Almost 1/3 of young women would trade atleast a year of their lives just to have a perfect body. According to a new survey of British undergraduates, the survey found that 16 percent of young women surveyed said they’d trade a year of life for their ideal body weight and shape. Ten percent were willing to trade two to five years, and 2 percent were willing to trade up to 10 years of life away. One percent said they would give up 21 years or more. The new research is based on a relatively small sample, so the results may not be representative of women in general. With the way society is today, the numbers do not surprise me.
But there is past science suggesting such body-loathing is common. The stigma against fat people is going global, according to a recent study. A study published in October in the journal Sex Roles found that even preschool girls are fixated on thinness.
About 320 women with an average age of 25 were surveyed on university campuses around the U.K. by researchers from the University of the West of England (UWE) and U.K. eating disorder charity The Succeed Foundation.
“The findings highlight that body image is an issue for all women, and not just adolescent girls, as is often thought,” survey researcher Phillippa Diedrichs of UWE said in a statement. [Read: All Women Worry About Getting Fat]
The majority of the women surveyed were dissatisfied with how they looked, the researchers found. Although 78 percent of the women sampled were normal weight — or even underweight — 79 percent of the survey group said they wanted to lose weight. Only 3 percent said they’d like to gain weight.

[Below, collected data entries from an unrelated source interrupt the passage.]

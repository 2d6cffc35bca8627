use std::cell::RefCell;
use std::rc::Rc;

use numtape::prelude::*;
use wasm_bindgen::closure::Closure;
use wasm_bindgen::prelude::*;
use wasm_bindgen::JsCast;

use crate::ui_model::{CANVAS_ID, CONFIG_ATTR, EXPRESSION_ID};

mod canvas;
mod surface;

use surface::DomSurface;

type SharedWidget = Rc<RefCell<Widget<DomSurface>>>;

pub fn start() {
    wasm_bindgen_futures::spawn_local(async {
        if let Err(e) = run().await {
            web_sys::console::error_1(&JsValue::from_str(&format!("numtape: {e}")));
        }
    });
}

fn log_err(res: Result<(), String>) {
    if let Err(e) = res {
        web_sys::console::warn_1(&JsValue::from_str(&format!("numtape: {e}")));
    }
}

async fn run() -> Result<(), String> {
    let window = web_sys::window().ok_or("no window".to_string())?;
    let document = window.document().ok_or("no document".to_string())?;

    let canvas_el = element_as::<web_sys::HtmlCanvasElement>(&document, CANVAS_ID)?;
    let config = match canvas_el.get_attribute(CONFIG_ATTR) {
        Some(json) => WidgetConfig::from_json_str(&json).map_err(|e| e.to_string())?,
        None => WidgetConfig::default(),
    };

    canvas::size_canvas(&canvas_el, &config.geometry);
    let ctx = canvas::context_2d(&canvas_el)?;

    // Nothing is drawn until the tape asset is in.
    let tape = load_image(&config.tape_asset).await?;

    let surface = DomSurface {
        expression: element_as::<web_sys::HtmlElement>(&document, EXPRESSION_ID)?,
        inputs: [
            element_as::<web_sys::HtmlInputElement>(&document, Field::A.element_id())?,
            element_as::<web_sys::HtmlInputElement>(&document, Field::B.element_id())?,
            element_as::<web_sys::HtmlInputElement>(&document, Field::Sum.element_id())?,
        ],
        document,
        ctx,
        tape,
    };

    let mut rng = match config.seed {
        Some(seed) => Prng::new(seed),
        None => Prng::from_unit_f64(js_sys::Math::random()),
    };
    let problem = Problem::generate(&mut rng, config.max_number);
    let widget: SharedWidget = Rc::new(RefCell::new(
        Widget::new(problem, &config, surface).map_err(|e| e.to_string())?,
    ));

    widget.borrow_mut().start();

    for &field in Field::all() {
        let input = widget.borrow().surface().input(field).clone();
        attach_listeners(&widget, field, &input)?;
    }
    Ok(())
}

fn element_as<T: JsCast>(document: &web_sys::Document, id: &str) -> Result<T, String> {
    document
        .get_element_by_id(id)
        .ok_or_else(|| format!("#{id}: missing element"))?
        .dyn_into::<T>()
        .map_err(|_| format!("#{id}: unexpected element type"))
}

fn attach_listeners(
    widget: &SharedWidget,
    field: Field,
    input: &web_sys::HtmlInputElement,
) -> Result<(), String> {
    let on_key = {
        let widget = widget.clone();
        Closure::wrap(Box::new(move |ev: web_sys::KeyboardEvent| {
            // A listener can fire while a render is still running (focus moves).
            let Ok(mut w) = widget.try_borrow_mut() else {
                return;
            };
            if !w.on_key_press(field, &ev.key()).allows() {
                ev.prevent_default();
            }
        }) as Box<dyn FnMut(_)>)
    };
    input
        .add_event_listener_with_callback("keypress", on_key.as_ref().unchecked_ref())
        .map_err(|_| "keypress: add_event_listener threw".to_string())?;
    on_key.forget();

    let on_change = {
        let widget = widget.clone();
        Closure::wrap(Box::new(move |ev: web_sys::Event| {
            let Some(target) = ev
                .target()
                .and_then(|t| t.dyn_into::<web_sys::HtmlInputElement>().ok())
            else {
                return;
            };
            let Ok(mut w) = widget.try_borrow_mut() else {
                return;
            };
            w.on_field_commit(field, &target.value());
        }) as Box<dyn FnMut(_)>)
    };
    input
        .add_event_listener_with_callback("change", on_change.as_ref().unchecked_ref())
        .map_err(|_| "change: add_event_listener threw".to_string())?;
    on_change.forget();

    Ok(())
}

/// Resolve once `src` has loaded.
async fn load_image(src: &str) -> Result<web_sys::HtmlImageElement, String> {
    let img = web_sys::HtmlImageElement::new().map_err(|_| "image: new failed".to_string())?;

    let promise = js_sys::Promise::new(&mut |resolve, reject| {
        let onload = Closure::wrap(Box::new(move || {
            let _ = resolve.call0(&JsValue::UNDEFINED);
        }) as Box<dyn FnMut()>);
        img.set_onload(Some(onload.as_ref().unchecked_ref()));
        onload.forget();

        let onerror = Closure::wrap(Box::new(move || {
            let _ = reject.call1(&JsValue::UNDEFINED, &JsValue::from_str("image: load error"));
        }) as Box<dyn FnMut()>);
        img.set_onerror(Some(onerror.as_ref().unchecked_ref()));
        onerror.forget();
    });

    img.set_src(src);
    wasm_bindgen_futures::JsFuture::from(promise)
        .await
        .map_err(|_| format!("image: failed to load {src}"))?;
    Ok(img)
}
// Minimal PRNG (no external crates).
//
// This is NOT cryptographically secure.
// It only picks problems; hosts seed it from whatever entropy they have.

#[derive(Debug, Clone)]
pub struct Prng {
    state: u64,
}

impl Prng {
    pub fn new(seed: u64) -> Self {
        // Avoid a zero state.
        let seed = if seed == 0 { 0x9E3779B97F4A7C15 } else { seed };
        Self { state: seed }
    }

    /// Seed from a float in `[0, 1)`, as handed out by `Math.random()`.
    pub fn from_unit_f64(r: f64) -> Self {
        let r = if r.is_finite() { r.clamp(0.0, 1.0) } else { 0.0 };
        Self::new((r * u64::MAX as f64) as u64)
    }

    #[inline]
    fn next_u64(&mut self) -> u64 {
        // xorshift64*
        let mut x = self.state;
        x ^= x >> 12;
        x ^= x << 25;
        x ^= x >> 27;
        self.state = x;
        x.wrapping_mul(0x2545F4914F6CDD1D)
    }

    #[inline]
    pub fn next_u32(&mut self) -> u32 {
        (self.next_u64() >> 32) as u32
    }

    #[inline]
    pub fn next_f64_01(&mut self) -> f64 {
        // 53 significant bits, in [0,1).
        (self.next_u64() >> 11) as f64 / (1u64 << 53) as f64
    }

    /// Uniform integer in `[low, high]`, both ends inclusive.
    ///
    /// Mirrors the usual `round(low - 0.5 + r * (high - low + 1))` trick, but
    /// clamps the rounding edge so `high + 1` can never come out.
    pub fn gen_range_inclusive(&mut self, low: u32, high: u32) -> u32 {
        if high <= low {
            return low;
        }
        let span = (high - low + 1) as f64;
        let picked = (self.next_f64_01() * span).floor() as u32;
        low + picked.min(high - low)
    }
}

#[cfg(test)]
mod tests {
    use super::*;

    #[test]
    fn zero_seed_is_not_stuck() {
        let mut rng = Prng::new(0);
        let a = rng.next_u32();
        let b = rng.next_u32();
        assert_ne!(a, b);
    }

    #[test]
    fn inclusive_range_hits_both_ends() {
        let mut rng = Prng::new(7);
        let mut seen = [false; 4];
        for _ in 0..2_000 {
            let v = rng.gen_range_inclusive(1, 4);
            assert!((1..=4).contains(&v));
            seen[(v - 1) as usize] = true;
        }
        assert!(seen.iter().all(|&s| s));
    }

    #[test]
    fn degenerate_range_returns_low() {
        let mut rng = Prng::new(3);
        assert_eq!(rng.gen_range_inclusive(5, 5), 5);
        assert_eq!(rng.gen_range_inclusive(9, 2), 9);
    }

    #[test]
    fn unit_seed_handles_odd_inputs() {
        let mut a = Prng::from_unit_f64(f64::NAN);
        let mut b = Prng::from_unit_f64(0.0);
        assert_eq!(a.next_u32(), b.next_u32());
        let mut c = Prng::from_unit_f64(0.25);
        assert!(c.next_f64_01() < 1.0);
    }
}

Negative thoughts about body image were almost universal: 93 percent of the women said they had negative thoughts about their appearance within the last week. Almost one-third had those thoughts several times a day. Almost half of all women surveyed said these pressures weren’t entirely internal: 46 percent had experienced ridicule or bullying because of their appearance.
In addition, 39 percent of the women surveyed said they would have cosmetic surgery if money was not an option. Three-quarters of those women wanted multiple procedures.